TO DO
Every line holding the string "numeric" should be copied out of the listing.

- Opening Delimiter -

//! Append-only CSV results file
//!
//! One header line written when the file is created, then one row per
//! classified package. Fields holding a comma, quote or line break are
//! quoted with doubled inner quotes.

use std::collections::HashSet;
use std::path::PathBuf;

use async_trait::async_trait;
use tokio::io::AsyncWriteExt;
use tokio::sync::Mutex;
use tracing::warn;

use crate::domain::classification::{ClassificationRecord, Label};
use crate::domain::results::ResultsRepository;
use crate::domain::DomainError;

pub const RESULTS_HEADER: [&str; 4] = ["package_name", "label", "llm_prediction", "explanation"];

#[derive(Debug)]
pub struct CsvResultsRepository {
    path: PathBuf,
    write_lock: Mutex<()>,
}

impl CsvResultsRepository {
    pub fn new(path: impl Into<PathBuf>) -> Self {
        Self {
            path: path.into(),
            write_lock: Mutex::new(()),
        }
    }

    pub fn path(&self) -> &std::path::Path {
        &self.path
    }

    async fn read_rows(&self) -> Result<Vec<Vec<String>>, DomainError> {
        let content = match tokio::fs::read_to_string(&self.path).await {
            Ok(content) => content,
            Err(e) if e.kind() == std::io::ErrorKind::NotFound => return Ok(Vec::new()),
            Err(e) => {
                return Err(DomainError::storage(format!(
                    "Failed to read {}: {}",
                    self.path.display(),
                    e
                )))
            }
        };

        let mut rows = parse_csv(&content);
        if rows
            .first()
            .and_then(|row| row.first())
            .is_some_and(|first| first == RESULTS_HEADER[0])
        {
            rows.remove(0);
        }
        Ok(rows)
    }
}

#[async_trait]
impl ResultsRepository for CsvResultsRepository {
    async fn classified_packages(&self) -> Result<HashSet<String>, DomainError> {
        Ok(self
            .read_rows()
            .await?
            .into_iter()
            .filter_map(|row| row.into_iter().next())
            .filter(|name| !name.is_empty())
            .collect())
    }

    async fn append(&self, record: &ClassificationRecord) -> Result<(), DomainError> {
        let _guard = self.write_lock.lock().await;

        let needs_header = match tokio::fs::metadata(&self.path).await {
            Ok(meta) => meta.len() == 0,
            Err(_) => true,
        };

        let mut file = tokio::fs::OpenOptions::new()
            .create(true)
            .append(true)
            .open(&self.path)
            .await
            .map_err(|e| {
                DomainError::storage(format!("Failed to open {}: {}", self.path.display(), e))
            })?;

        let mut out = String::new();
        if needs_header {
            out.push_str(&RESULTS_HEADER.join(","));
            out.push('\n');
        }
        out.push_str(&format_row(record));
        out.push('\n');

        file.write_all(out.as_bytes()).await.map_err(|e| {
            DomainError::storage(format!("Failed to write {}: {}", self.path.display(), e))
        })?;
        file.flush()
            .await
            .map_err(|e| DomainError::storage(format!("Failed to flush results: {}", e)))
    }

    async fn load_all(&self) -> Result<Vec<ClassificationRecord>, DomainError> {
        let rows = self.read_rows().await?;
        let mut records = Vec::with_capacity(rows.len());

        for (i, row) in rows.into_iter().enumerate() {
            match parse_record(row) {
                Some(record) => records.push(record),
                None => warn!(row = i + 1, "Skipping malformed results row"),
            }
        }

        Ok(records)
    }
}

fn format_row(record: &ClassificationRecord) -> String {
    let prediction = match record.prediction {
        Some(true) => "True",
        Some(false) => "False",
        None => "",
    };

    [
        quote_field(&record.package_name),
        record.label.to_string(),
        prediction.to_string(),
        quote_field(&record.explanation),
    ]
    .join(",")
}

fn quote_field(field: &str) -> String {
    if field.contains([',', '"', '\n', '\r']) {
        format!("\"{}\"", field.replace('"', "\"\""))
    } else {
        field.to_string()
    }
}

fn parse_record(row: Vec<String>) -> Option<ClassificationRecord> {
    let mut fields = row.into_iter();
    let package_name = fields.next()?;
    let label = parse_label(&fields.next()?)?;
    let prediction = parse_prediction(&fields.next().unwrap_or_default());
    let explanation = fields.next().unwrap_or_default();

    Some(ClassificationRecord {
        package_name,
        label,
        prediction,
        explanation,
    })
}

fn parse_label(value: &str) -> Option<Label> {
    let value = value.trim();
    let numeric = value.strip_suffix(".0").unwrap_or(value);
    numeric.parse::<u8>().ok().and_then(Label::from_u8)
}

fn parse_prediction(value: &str) -> Option<bool> {
    match value.trim().to_ascii_lowercase().as_str() {
        "true" | "1" => Some(true),
        "false" | "0" => Some(false),
        _ => None,
    }
}

/// Split CSV text into rows of unquoted fields
fn parse_csv(content: &str) -> Vec<Vec<String>> {
    let mut rows = Vec::new();
    let mut row = Vec::new();
    let mut field = String::new();
    let mut in_quotes = false;
    let mut chars = content.chars().peekable();

    while let Some(c) = chars.next() {
        if in_quotes {
            match c {
                '"' if chars.peek() == Some(&'"') => {
                    field.push('"');
                    chars.next();
                }
                '"' => in_quotes = false,
                _ => field.push(c),
            }
            continue;
        }

        match c {
            '"' if field.is_empty() => in_quotes = true,
            ',' => row.push(std::mem::take(&mut field)),
            '\r' if chars.peek() == Some(&'\n') => {}
            '\n' => {
                row.push(std::mem::take(&mut field));
                rows.push(std::mem::take(&mut row));
            }
            _ => field.push(c),
        }
    }

    if !field.is_empty() || !row.is_empty() {
        row.push(field);
        rows.push(row);
    }

    rows
}
mod common;

use chatpad_core::{
    ChainSession, ChatRole, Completion, ConversationChain, GatewayError, RequestParameters,
    WindowMemory,
};
use common::ScriptedGateway;

fn params(context_length: usize) -> RequestParameters {
    RequestParameters { context_length, ..RequestParameters::default() }
}

fn session() -> ChainSession {
    ChainSession::new(ConversationChain::new("Be brief."), WindowMemory::new(2))
}

#[tokio::test]
async fn test_chain_renders_memory_into_single_user_prompt() {
    let gateway = ScriptedGateway::new(vec![
        Ok(Completion { content: "Hello!".into(), usage_tokens: 4 }),
        Ok(Completion { content: "Fine.".into(), usage_tokens: 4 }),
    ]);
    let mut session = session();

    session.submit(&gateway, "key", "hi", &params(2)).await;
    let pairs = session.submit(&gateway, "key", "how are you?", &params(2)).await.to_vec();

    let last = gateway.last_call();
    assert_eq!(last.len(), 1);
    assert_eq!(last[0].role, ChatRole::User);
    assert_eq!(
        last[0].content,
        "Be brief.\n\nHuman: hi\nAI: Hello!\nHuman: how are you?\nAssistant:"
    );
    assert_eq!(
        pairs,
        vec![
            ("hi".to_string(), "Hello!".to_string()),
            ("how are you?".to_string(), "Fine.".to_string()),
        ]
    );
}

#[tokio::test]
async fn test_context_length_sets_memory_window() {
    let gateway = ScriptedGateway::new(vec![
        Ok(Completion { content: "1".into(), usage_tokens: 1 }),
        Ok(Completion { content: "2".into(), usage_tokens: 1 }),
        Ok(Completion { content: "3".into(), usage_tokens: 1 }),
    ]);
    let mut session = session();

    session.submit(&gateway, "key", "one", &params(1)).await;
    session.submit(&gateway, "key", "two", &params(1)).await;
    session.submit(&gateway, "key", "three", &params(1)).await;

    let prompt = &gateway.last_call()[0].content;
    assert!(prompt.contains("Human: two\nAI: 2"));
    assert!(!prompt.contains("Human: one"));
    assert_eq!(session.memory().k(), 1);
}

#[tokio::test]
async fn test_failure_shows_error_and_skips_memory() {
    let gateway = ScriptedGateway::new(vec![Err(GatewayError::Transport("timed out".into()))]);
    let mut session = session();

    let pairs = session.submit(&gateway, "key", "hi", &params(2)).await.to_vec();

    assert_eq!(pairs, vec![("hi".to_string(), "Error: timed out".to_string())]);
    assert!(session.memory().is_empty());
}

#[tokio::test]
async fn test_short_circuits() {
    let gateway = ScriptedGateway::replying("unused", 1);
    let mut session = session();

    assert!(session.submit(&gateway, "key", "", &params(2)).await.is_empty());
    let pairs = session.submit(&gateway, "", "test", &params(2)).await.to_vec();

    assert_eq!(gateway.call_count(), 0);
    assert_eq!(
        pairs,
        vec![("test".to_string(), "Error: OpenAI API Key is not set.".to_string())]
    );
}

#[tokio::test]
async fn test_sessions_do_not_share_memory() {
    let gateway = ScriptedGateway::new(vec![
        Ok(Completion { content: "for alice".into(), usage_tokens: 1 }),
        Ok(Completion { content: "for bob".into(), usage_tokens: 1 }),
    ]);
    let mut alice = session();
    let mut bob = session();

    alice.submit(&gateway, "key", "alice here", &params(2)).await;
    bob.submit(&gateway, "key", "bob here", &params(2)).await;

    assert!(!gateway.last_call()[0].content.contains("alice here"));
    assert_eq!(alice.memory().len(), 1);
    assert_eq!(bob.memory().len(), 1);
}

#[tokio::test]
async fn test_clear_empties_pairs_and_memory() {
    let mut session = session();
    session.submit(&ScriptedGateway::replying("ok", 1), "key", "hi", &params(2)).await;

    session.clear();

    assert!(session.pairs().is_empty());
    assert!(session.memory().is_empty());
}

#[tokio::test]
async fn test_predict_keeps_reply_verbatim_and_saves_it() {
    let gateway = ScriptedGateway::new(vec![Ok(Completion {
        content: " Hi there.\n".into(),
        usage_tokens: 3,
    })]);
    let chain = ConversationChain::new("Be brief.");
    let mut memory = WindowMemory::new(5);

    let reply = chain.predict(&gateway, &mut memory, "hi", &params(1)).await.unwrap();

    assert_eq!(reply, " Hi there.\n");
    assert_eq!(memory.k(), 1);
    assert_eq!(memory.window(), &[("hi".to_string(), " Hi there.\n".to_string())]);
}

#[tokio::test]
async fn test_predict_failure_leaves_memory_alone() {
    let gateway = ScriptedGateway::new(vec![Err(GatewayError::Malformed("no choices".into()))]);
    let chain = ConversationChain::new("Be brief.");
    let mut memory = WindowMemory::new(2);

    let result = chain.predict(&gateway, &mut memory, "hi", &params(2)).await;

    assert!(matches!(result, Err(GatewayError::Malformed(_))));
    assert!(memory.is_empty());
}
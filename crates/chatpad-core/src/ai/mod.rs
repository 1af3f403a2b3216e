pub mod openai;

pub use openai::OpenAIClient;

use async_trait::async_trait;

use crate::error::GatewayError;
use crate::params::RequestParameters;
use crate::state::ChatMessage;

/// An assistant reply and the tokens the provider charged for producing it.
#[derive(Debug, Clone, PartialEq, Eq)]
pub struct Completion {
    pub content: String,
    pub usage_tokens: u64,
}

/// The boundary to an external chat-completion API.
///
/// One call is one request: implementors must not retry, stream, or back off.
#[async_trait]
pub trait CompletionGateway: Send + Sync {
    async fn complete(
        &self,
        messages: &[ChatMessage],
        params: &RequestParameters,
    ) -> Result<Completion, GatewayError>;

    /// Send a single pre-rendered prompt as the only user message.
    async fn complete_text(
        &self,
        prompt: &str,
        params: &RequestParameters,
    ) -> Result<Completion, GatewayError> {
        self.complete(&[ChatMessage::user(prompt)], params).await
    }
}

- Closing Delimiter -

TASK ANSWER
    let numeric = value.strip_suffix(".0").unwrap_or(value);
    numeric.parse::<u8>().ok().and_then(Label::from_u8)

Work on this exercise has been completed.